## EXERCISE BRIEF:
Every line in the material below that includes "reason" should be copied.

## EXTRACTED INFORMATION:
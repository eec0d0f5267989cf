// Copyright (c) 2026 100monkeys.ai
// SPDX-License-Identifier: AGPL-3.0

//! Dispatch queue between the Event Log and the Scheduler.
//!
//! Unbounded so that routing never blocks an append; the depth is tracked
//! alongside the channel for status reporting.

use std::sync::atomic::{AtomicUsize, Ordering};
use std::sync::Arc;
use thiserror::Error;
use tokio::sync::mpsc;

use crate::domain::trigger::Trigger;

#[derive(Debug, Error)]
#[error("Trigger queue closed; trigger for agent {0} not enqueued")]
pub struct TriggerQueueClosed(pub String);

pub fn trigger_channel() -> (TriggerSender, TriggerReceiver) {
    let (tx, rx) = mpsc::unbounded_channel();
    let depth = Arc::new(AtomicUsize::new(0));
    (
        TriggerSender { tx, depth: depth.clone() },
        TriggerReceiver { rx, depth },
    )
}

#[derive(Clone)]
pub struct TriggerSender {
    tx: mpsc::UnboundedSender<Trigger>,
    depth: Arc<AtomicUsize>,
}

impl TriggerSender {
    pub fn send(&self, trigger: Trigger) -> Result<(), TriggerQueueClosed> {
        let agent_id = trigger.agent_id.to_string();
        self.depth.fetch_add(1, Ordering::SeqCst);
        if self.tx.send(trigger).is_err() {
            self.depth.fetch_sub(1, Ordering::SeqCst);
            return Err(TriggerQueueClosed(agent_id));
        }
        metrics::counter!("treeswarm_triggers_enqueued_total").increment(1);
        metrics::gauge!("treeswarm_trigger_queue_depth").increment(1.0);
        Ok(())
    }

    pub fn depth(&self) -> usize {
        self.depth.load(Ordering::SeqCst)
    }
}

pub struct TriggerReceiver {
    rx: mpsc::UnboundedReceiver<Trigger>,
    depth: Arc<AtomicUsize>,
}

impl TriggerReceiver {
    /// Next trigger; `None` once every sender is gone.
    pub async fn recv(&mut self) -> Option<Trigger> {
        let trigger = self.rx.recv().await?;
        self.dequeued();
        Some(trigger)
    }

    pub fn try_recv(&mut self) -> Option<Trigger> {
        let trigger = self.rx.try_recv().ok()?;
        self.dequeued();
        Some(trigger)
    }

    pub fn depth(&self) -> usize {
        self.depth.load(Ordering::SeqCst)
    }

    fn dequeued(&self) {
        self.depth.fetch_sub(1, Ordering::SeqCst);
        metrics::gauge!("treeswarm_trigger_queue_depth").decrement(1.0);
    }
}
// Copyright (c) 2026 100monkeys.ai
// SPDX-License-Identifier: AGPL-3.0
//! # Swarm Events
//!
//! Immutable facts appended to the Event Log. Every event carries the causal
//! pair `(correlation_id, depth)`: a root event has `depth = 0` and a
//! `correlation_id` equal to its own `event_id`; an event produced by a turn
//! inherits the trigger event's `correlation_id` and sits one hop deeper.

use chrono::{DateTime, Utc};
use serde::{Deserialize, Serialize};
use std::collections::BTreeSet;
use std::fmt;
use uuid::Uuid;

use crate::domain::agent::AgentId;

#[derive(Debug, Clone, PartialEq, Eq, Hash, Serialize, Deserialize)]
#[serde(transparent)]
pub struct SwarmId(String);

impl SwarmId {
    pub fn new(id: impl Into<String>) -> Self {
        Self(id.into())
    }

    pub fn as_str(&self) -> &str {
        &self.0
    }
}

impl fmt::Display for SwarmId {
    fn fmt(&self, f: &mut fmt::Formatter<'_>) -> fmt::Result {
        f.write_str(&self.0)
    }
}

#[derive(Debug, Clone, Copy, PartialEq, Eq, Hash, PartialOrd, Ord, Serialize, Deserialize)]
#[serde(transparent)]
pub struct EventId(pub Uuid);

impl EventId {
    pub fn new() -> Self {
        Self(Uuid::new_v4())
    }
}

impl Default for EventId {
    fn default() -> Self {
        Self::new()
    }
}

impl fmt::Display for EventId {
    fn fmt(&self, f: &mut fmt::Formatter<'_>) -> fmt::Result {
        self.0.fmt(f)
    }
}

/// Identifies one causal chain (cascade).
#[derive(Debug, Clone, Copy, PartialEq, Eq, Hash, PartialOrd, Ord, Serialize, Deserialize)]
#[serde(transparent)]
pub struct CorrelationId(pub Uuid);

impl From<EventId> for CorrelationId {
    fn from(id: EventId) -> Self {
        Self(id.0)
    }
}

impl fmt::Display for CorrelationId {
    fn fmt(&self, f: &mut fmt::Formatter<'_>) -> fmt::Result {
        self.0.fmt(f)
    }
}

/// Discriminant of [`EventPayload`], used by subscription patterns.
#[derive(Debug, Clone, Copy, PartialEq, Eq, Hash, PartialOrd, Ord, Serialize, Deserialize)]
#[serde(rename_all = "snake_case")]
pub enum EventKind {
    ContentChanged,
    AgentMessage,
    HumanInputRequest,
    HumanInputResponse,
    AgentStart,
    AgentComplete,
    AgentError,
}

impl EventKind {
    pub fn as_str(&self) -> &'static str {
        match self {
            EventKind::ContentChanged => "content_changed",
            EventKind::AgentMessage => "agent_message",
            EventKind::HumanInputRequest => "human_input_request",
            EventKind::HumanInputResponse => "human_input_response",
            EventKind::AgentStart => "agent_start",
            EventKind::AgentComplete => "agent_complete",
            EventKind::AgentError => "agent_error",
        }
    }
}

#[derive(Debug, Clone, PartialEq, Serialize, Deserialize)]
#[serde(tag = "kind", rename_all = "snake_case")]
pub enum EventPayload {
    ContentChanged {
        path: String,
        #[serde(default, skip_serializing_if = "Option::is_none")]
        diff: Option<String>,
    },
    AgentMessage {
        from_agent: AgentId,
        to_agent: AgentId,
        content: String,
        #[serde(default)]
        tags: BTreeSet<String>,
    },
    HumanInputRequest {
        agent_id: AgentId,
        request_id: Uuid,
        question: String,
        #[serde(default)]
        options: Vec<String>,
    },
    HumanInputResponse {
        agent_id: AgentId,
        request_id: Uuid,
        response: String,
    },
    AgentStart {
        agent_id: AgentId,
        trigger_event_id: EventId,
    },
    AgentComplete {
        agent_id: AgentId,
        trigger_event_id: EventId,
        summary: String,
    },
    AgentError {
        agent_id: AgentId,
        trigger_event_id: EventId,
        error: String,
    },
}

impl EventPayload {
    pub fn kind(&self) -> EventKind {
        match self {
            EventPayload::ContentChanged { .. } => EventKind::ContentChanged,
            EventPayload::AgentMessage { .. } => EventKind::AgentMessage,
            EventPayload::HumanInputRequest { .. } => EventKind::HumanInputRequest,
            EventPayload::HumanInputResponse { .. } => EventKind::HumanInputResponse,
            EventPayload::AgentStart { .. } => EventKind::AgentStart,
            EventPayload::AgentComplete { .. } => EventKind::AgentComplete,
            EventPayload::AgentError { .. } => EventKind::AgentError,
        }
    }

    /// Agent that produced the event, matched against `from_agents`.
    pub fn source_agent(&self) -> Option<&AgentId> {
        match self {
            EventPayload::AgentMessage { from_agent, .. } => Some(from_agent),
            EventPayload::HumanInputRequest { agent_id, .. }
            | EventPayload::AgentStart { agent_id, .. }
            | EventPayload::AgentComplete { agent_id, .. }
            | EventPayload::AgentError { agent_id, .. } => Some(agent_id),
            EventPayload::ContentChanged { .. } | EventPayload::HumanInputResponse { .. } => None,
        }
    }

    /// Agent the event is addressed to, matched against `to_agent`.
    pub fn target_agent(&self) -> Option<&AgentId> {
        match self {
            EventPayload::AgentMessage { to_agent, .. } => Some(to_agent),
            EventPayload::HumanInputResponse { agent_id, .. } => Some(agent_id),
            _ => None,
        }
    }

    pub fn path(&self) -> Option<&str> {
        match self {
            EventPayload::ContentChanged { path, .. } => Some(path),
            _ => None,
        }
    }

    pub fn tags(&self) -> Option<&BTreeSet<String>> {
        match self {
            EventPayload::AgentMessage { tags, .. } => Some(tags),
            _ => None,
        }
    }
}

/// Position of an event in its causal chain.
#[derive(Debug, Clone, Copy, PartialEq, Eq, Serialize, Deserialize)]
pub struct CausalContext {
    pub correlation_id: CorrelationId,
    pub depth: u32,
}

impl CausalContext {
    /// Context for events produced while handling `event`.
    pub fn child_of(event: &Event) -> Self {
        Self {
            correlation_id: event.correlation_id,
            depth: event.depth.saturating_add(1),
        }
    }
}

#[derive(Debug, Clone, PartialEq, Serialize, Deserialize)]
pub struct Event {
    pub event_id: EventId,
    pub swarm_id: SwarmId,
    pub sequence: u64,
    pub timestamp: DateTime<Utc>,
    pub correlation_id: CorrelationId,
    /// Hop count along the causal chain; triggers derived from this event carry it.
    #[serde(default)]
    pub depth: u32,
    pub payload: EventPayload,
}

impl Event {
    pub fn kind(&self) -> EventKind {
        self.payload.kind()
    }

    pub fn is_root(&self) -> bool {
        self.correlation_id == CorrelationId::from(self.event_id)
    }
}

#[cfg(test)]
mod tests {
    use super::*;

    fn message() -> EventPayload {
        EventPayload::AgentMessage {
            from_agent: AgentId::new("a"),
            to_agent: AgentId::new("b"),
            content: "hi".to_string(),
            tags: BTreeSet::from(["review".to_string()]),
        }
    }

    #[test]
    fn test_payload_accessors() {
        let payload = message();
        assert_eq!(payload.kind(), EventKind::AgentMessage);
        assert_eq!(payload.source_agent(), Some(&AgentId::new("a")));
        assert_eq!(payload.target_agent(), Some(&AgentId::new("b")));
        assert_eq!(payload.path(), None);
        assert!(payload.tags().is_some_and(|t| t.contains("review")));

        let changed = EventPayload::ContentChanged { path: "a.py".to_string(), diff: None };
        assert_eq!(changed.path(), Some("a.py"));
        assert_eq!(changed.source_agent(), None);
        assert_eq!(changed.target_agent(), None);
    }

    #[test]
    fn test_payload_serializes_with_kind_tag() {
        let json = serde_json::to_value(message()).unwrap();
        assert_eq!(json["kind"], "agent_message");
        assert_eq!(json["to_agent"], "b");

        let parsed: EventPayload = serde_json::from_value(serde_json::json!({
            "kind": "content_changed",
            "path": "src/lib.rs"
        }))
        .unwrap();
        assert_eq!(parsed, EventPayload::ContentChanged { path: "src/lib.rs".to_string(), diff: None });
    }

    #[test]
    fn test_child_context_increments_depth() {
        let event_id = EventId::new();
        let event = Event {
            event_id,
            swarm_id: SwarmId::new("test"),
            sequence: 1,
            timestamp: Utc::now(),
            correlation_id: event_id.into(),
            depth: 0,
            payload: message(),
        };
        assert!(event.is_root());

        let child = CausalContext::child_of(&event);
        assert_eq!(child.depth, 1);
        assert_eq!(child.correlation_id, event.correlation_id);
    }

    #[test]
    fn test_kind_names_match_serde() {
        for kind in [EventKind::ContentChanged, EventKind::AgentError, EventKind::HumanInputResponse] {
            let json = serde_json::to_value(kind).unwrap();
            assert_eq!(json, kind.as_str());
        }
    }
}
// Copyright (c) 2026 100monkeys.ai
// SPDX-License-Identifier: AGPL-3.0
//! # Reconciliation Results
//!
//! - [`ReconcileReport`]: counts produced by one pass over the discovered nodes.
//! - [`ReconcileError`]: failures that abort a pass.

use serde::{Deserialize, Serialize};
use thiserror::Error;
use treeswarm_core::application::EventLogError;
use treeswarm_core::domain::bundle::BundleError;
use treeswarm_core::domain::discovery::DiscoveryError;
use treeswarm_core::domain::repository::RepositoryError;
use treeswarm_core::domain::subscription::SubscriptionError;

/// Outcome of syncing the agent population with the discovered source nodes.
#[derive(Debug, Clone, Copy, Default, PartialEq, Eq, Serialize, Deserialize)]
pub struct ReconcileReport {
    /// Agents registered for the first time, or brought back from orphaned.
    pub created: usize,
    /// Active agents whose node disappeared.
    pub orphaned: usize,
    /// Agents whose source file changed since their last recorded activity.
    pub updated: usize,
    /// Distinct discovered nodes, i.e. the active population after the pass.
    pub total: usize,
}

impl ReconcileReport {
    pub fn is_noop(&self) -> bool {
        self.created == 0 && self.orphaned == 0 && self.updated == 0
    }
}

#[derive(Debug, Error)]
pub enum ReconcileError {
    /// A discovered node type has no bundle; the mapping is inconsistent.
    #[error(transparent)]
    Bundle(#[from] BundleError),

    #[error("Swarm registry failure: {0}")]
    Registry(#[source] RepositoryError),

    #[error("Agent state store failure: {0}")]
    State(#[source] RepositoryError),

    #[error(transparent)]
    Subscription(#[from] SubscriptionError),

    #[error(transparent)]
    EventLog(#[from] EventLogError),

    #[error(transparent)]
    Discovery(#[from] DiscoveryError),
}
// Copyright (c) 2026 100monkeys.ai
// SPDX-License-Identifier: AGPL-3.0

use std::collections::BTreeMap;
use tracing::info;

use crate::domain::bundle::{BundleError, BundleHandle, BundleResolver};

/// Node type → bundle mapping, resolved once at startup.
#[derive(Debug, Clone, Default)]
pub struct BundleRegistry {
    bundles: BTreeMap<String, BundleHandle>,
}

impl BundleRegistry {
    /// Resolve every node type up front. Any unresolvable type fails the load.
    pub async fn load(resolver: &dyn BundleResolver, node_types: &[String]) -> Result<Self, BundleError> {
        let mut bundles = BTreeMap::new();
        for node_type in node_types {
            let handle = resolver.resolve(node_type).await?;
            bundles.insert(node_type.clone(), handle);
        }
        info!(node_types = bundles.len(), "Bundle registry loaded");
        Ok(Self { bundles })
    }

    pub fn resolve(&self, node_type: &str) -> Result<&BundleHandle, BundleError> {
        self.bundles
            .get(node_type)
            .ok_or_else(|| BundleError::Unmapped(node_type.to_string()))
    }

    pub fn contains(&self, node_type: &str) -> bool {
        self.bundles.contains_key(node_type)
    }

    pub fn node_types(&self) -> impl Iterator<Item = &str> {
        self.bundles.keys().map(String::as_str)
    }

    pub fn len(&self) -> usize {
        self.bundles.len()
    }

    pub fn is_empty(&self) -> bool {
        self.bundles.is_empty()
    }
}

==

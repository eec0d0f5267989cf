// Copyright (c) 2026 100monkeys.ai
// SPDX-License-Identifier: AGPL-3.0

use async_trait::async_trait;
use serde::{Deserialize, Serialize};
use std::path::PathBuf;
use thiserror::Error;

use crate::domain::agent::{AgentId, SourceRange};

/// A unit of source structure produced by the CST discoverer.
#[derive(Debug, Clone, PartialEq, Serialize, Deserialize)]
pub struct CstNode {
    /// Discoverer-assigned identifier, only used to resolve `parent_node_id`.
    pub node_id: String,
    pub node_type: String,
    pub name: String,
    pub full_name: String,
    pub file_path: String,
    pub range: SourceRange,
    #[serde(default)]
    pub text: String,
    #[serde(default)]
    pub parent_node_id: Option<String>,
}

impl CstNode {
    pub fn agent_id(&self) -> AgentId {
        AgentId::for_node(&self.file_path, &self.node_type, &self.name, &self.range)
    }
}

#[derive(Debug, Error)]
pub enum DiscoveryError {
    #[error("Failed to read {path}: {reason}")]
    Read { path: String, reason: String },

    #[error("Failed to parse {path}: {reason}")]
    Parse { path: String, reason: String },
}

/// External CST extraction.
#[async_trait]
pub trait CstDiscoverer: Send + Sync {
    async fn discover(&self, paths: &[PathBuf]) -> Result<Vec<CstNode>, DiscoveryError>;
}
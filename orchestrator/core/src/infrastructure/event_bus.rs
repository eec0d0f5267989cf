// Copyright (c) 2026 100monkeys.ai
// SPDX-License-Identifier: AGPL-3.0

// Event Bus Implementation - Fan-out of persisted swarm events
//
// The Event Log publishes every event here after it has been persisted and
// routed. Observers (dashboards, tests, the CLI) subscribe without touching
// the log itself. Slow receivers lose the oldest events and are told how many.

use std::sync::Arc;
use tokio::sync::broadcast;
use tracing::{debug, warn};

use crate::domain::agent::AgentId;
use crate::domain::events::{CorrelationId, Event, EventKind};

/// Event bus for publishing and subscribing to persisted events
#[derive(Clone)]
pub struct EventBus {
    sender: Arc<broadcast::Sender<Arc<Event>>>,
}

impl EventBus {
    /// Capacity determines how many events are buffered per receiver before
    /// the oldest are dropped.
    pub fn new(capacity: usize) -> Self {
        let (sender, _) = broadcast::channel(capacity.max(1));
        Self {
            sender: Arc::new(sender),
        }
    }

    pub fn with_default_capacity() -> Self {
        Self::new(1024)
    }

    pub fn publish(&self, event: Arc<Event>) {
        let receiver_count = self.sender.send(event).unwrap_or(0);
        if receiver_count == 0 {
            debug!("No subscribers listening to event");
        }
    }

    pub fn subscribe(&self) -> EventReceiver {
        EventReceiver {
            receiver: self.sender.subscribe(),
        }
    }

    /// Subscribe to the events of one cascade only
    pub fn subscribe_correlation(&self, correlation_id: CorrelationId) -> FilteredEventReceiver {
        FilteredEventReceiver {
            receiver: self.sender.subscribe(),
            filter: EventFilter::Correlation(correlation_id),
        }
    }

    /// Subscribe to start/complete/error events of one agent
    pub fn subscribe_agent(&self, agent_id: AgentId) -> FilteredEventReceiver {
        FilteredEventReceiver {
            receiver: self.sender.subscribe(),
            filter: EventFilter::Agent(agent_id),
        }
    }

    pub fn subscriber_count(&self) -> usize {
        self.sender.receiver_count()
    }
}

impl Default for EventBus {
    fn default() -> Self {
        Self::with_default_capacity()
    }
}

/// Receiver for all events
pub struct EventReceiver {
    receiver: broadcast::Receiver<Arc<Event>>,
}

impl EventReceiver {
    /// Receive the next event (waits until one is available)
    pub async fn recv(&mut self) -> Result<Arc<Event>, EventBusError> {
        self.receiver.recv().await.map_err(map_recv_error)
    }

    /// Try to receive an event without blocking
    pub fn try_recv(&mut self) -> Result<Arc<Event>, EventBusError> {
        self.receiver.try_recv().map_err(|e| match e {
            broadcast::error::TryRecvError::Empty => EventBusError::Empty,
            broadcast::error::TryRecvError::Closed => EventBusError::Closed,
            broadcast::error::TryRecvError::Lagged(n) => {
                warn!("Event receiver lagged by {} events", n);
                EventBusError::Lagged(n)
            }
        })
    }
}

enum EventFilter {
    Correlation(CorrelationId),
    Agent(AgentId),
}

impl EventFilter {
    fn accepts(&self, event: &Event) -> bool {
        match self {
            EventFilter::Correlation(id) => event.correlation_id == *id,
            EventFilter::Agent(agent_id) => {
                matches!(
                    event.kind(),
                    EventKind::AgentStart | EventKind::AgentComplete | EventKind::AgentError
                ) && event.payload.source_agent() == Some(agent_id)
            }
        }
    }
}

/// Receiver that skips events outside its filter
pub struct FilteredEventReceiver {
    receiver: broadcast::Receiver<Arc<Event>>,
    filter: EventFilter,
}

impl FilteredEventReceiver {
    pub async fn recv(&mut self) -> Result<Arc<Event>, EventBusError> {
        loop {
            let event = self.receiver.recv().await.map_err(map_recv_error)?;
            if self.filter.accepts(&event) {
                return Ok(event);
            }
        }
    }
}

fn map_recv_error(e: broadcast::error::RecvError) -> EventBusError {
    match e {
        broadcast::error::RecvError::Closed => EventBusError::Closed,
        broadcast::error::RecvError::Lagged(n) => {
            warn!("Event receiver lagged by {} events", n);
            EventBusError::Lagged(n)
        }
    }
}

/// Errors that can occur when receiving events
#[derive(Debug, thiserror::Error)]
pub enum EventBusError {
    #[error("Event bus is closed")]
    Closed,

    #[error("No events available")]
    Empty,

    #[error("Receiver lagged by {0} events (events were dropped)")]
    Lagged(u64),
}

## RESPONSE:
    #[error("Failed to read {path}: {reason}")]
    Read { path: String, reason: String },
    #[error("Failed to parse {path}: {reason}")]
    Parse { path: String, reason: String },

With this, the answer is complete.